╭─ INPUT

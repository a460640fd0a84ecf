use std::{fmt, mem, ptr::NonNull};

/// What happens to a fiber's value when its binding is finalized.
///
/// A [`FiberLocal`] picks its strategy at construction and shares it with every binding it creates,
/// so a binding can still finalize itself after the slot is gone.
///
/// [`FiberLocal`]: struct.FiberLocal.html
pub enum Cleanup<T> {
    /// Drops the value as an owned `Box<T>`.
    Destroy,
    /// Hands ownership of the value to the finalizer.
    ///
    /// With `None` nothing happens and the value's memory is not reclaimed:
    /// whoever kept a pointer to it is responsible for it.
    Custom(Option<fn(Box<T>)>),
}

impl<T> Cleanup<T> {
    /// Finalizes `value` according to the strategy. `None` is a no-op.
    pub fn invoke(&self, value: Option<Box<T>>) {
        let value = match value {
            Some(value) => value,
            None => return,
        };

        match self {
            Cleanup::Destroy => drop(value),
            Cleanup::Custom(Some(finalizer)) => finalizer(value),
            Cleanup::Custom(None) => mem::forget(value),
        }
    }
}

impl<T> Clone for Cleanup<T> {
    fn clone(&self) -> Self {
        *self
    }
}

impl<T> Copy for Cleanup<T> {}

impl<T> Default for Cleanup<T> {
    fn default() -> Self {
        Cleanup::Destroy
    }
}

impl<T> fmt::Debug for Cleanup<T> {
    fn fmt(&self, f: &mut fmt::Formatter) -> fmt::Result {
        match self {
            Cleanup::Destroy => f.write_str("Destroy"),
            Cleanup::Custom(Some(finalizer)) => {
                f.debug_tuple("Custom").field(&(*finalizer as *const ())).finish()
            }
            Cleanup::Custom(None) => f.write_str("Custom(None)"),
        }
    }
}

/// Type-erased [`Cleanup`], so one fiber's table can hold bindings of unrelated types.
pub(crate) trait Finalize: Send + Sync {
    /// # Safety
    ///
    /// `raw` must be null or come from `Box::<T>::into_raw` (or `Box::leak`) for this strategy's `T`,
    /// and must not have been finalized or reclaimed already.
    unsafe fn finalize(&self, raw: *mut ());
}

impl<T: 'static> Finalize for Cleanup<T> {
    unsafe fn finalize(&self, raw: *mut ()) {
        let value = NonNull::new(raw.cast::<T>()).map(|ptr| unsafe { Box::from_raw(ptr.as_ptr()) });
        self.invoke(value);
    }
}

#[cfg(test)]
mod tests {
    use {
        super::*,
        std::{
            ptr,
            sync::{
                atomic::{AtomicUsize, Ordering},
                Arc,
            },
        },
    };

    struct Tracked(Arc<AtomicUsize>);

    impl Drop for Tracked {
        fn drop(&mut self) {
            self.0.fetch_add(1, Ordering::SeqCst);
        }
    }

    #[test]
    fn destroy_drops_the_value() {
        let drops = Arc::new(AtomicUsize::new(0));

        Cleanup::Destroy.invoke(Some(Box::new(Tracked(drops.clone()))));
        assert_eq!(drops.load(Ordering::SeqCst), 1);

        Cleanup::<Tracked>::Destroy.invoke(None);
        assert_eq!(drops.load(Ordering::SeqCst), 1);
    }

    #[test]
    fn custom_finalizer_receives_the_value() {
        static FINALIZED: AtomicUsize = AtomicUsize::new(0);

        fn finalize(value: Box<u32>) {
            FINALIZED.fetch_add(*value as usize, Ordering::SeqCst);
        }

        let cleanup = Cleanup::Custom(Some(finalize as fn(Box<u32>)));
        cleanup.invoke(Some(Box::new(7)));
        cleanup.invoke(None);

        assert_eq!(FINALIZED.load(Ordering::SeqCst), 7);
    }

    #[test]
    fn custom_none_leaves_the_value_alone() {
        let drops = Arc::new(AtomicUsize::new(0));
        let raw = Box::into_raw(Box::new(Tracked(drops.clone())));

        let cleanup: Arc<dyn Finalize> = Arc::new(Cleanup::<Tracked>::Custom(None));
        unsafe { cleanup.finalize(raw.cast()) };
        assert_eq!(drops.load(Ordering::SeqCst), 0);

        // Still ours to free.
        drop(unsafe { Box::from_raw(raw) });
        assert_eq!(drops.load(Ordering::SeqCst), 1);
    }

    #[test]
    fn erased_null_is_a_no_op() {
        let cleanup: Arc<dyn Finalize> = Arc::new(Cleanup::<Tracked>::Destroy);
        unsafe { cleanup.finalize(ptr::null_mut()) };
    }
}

╰─
╭─ INPUT

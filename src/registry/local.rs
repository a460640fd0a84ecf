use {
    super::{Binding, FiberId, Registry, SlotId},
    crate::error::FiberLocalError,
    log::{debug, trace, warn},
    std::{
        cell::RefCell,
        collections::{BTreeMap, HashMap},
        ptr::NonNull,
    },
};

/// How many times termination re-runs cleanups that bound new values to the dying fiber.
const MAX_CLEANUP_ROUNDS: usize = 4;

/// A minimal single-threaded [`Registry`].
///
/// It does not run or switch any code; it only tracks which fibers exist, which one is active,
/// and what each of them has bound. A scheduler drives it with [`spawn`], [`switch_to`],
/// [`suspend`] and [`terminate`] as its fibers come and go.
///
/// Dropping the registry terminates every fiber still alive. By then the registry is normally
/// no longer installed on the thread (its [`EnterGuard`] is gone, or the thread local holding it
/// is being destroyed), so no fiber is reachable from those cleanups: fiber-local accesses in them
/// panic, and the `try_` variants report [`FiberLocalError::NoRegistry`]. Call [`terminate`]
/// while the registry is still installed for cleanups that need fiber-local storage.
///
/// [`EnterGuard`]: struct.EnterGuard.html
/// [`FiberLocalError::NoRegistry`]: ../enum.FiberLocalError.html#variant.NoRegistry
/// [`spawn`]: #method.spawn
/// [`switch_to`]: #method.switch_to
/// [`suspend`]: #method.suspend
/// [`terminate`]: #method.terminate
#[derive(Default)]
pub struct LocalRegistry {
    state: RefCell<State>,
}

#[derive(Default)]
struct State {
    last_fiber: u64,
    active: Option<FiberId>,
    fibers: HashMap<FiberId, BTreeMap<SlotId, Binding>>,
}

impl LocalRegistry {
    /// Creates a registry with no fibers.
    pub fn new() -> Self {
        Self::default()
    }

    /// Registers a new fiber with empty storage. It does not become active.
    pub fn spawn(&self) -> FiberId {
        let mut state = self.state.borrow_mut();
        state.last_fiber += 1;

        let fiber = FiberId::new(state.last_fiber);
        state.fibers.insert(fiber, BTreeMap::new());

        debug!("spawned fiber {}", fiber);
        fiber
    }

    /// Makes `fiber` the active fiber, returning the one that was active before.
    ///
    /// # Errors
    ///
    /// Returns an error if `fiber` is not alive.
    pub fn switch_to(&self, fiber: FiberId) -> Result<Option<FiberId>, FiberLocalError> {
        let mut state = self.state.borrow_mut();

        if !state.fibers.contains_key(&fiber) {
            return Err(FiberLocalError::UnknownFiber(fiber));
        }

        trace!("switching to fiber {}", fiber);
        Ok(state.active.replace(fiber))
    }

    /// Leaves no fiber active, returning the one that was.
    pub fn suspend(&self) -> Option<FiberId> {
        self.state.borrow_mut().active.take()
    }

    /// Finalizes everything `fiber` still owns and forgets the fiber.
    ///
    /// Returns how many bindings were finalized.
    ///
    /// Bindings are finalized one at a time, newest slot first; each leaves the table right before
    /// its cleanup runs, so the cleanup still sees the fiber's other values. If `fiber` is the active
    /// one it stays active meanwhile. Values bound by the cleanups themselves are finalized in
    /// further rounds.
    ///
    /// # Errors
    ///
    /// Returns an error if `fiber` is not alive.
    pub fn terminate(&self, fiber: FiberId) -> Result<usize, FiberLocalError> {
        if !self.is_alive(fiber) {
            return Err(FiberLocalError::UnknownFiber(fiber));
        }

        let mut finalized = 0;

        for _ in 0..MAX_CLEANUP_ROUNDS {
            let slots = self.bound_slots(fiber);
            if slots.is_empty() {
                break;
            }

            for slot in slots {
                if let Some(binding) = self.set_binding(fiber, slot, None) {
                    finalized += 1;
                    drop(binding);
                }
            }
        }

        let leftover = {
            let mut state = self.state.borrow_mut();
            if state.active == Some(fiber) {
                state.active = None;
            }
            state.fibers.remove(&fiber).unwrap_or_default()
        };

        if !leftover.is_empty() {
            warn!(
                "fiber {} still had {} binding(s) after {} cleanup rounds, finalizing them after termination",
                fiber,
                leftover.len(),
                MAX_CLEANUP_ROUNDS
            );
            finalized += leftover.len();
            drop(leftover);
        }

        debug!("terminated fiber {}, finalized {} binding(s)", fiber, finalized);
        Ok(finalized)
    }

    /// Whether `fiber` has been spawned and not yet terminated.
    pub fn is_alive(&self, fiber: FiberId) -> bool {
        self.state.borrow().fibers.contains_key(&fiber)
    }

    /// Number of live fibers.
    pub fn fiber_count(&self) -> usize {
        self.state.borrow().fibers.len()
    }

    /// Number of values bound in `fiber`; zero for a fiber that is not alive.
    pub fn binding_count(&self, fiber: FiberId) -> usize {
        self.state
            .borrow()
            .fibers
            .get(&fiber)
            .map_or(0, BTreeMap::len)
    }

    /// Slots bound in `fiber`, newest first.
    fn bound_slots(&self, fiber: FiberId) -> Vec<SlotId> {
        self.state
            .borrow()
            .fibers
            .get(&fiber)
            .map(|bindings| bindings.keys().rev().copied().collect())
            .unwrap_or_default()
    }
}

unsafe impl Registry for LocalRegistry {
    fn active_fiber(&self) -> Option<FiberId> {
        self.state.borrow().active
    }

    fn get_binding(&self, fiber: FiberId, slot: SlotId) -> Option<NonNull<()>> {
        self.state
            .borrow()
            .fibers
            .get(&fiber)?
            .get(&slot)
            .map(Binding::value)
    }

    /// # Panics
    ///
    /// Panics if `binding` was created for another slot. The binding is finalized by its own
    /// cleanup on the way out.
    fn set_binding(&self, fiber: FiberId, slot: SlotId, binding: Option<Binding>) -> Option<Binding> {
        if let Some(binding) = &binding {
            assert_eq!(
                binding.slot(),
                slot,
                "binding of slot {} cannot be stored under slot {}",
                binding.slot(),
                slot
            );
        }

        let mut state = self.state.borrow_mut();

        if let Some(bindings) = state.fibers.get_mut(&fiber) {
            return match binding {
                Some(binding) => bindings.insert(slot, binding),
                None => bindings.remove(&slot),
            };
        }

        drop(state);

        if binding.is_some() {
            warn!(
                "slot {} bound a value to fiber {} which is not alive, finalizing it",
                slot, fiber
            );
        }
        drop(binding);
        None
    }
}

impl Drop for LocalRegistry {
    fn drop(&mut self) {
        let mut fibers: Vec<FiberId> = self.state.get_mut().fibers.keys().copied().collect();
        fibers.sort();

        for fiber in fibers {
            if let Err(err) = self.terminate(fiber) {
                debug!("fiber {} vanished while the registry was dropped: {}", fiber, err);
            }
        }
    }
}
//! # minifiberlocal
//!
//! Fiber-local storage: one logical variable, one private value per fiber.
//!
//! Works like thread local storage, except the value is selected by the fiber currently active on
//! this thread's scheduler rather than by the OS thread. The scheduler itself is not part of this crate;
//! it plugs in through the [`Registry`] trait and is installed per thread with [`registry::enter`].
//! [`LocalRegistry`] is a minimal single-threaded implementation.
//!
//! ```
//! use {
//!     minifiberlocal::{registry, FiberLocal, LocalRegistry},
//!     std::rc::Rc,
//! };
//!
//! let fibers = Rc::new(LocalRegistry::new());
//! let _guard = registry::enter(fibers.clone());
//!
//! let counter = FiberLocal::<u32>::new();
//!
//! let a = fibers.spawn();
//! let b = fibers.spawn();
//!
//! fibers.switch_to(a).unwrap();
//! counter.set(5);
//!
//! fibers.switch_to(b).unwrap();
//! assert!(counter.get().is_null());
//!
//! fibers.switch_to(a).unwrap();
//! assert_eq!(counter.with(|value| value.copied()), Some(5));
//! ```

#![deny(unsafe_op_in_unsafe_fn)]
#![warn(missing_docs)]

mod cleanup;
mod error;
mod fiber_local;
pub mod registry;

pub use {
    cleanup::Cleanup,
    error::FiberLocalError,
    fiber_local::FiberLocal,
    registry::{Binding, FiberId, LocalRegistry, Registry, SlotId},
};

╰─

**WHAT THE TASK ASKS**
Send back exactly the lines of the listing above starting at the one with "nothing happens and" and ending at the one with "struct Tracked(Arc<AtomicUsize>);", inclusive, and no others.

**REPLY**
    /// With `None` nothing happens and the value's memory is not reclaimed:
    /// whoever kept a pointer to it is responsible for it.
    Custom(Option<fn(Box<T>)>),
}

impl<T> Cleanup<T> {
    /// Finalizes `value` according to the strategy. `None` is a no-op.
    pub fn invoke(&self, value: Option<Box<T>>) {
        let value = match value {
            Some(value) => value,
            None => return,
        };

        match self {
            Cleanup::Destroy => drop(value),
            Cleanup::Custom(Some(finalizer)) => finalizer(value),
            Cleanup::Custom(None) => mem::forget(value),
        }
    }
}

impl<T> Clone for Cleanup<T> {
    fn clone(&self) -> Self {
        *self
    }
}

impl<T> Copy for Cleanup<T> {}

impl<T> Default for Cleanup<T> {
    fn default() -> Self {
        Cleanup::Destroy
    }
}

impl<T> fmt::Debug for Cleanup<T> {
    fn fmt(&self, f: &mut fmt::Formatter) -> fmt::Result {
        match self {
            Cleanup::Destroy => f.write_str("Destroy"),
            Cleanup::Custom(Some(finalizer)) => {
                f.debug_tuple("Custom").field(&(*finalizer as *const ())).finish()
            }
            Cleanup::Custom(None) => f.write_str("Custom(None)"),
        }
    }
}

/// Type-erased [`Cleanup`], so one fiber's table can hold bindings of unrelated types.
pub(crate) trait Finalize: Send + Sync {
    /// # Safety
    ///
    /// `raw` must be null or come from `Box::<T>::into_raw` (or `Box::leak`) for this strategy's `T`,
    /// and must not have been finalized or reclaimed already.
    unsafe fn finalize(&self, raw: *mut ());
}

impl<T: 'static> Finalize for Cleanup<T> {
    unsafe fn finalize(&self, raw: *mut ()) {
        let value = NonNull::new(raw.cast::<T>()).map(|ptr| unsafe { Box::from_raw(ptr.as_ptr()) });
        self.invoke(value);
    }
}

#[cfg(test)]
mod tests {
    use {
        super::*,
        std::{
            ptr,
            sync::{
                atomic::{AtomicUsize, Ordering},
                Arc,
            },
        },
    };

    struct Tracked(Arc<AtomicUsize>);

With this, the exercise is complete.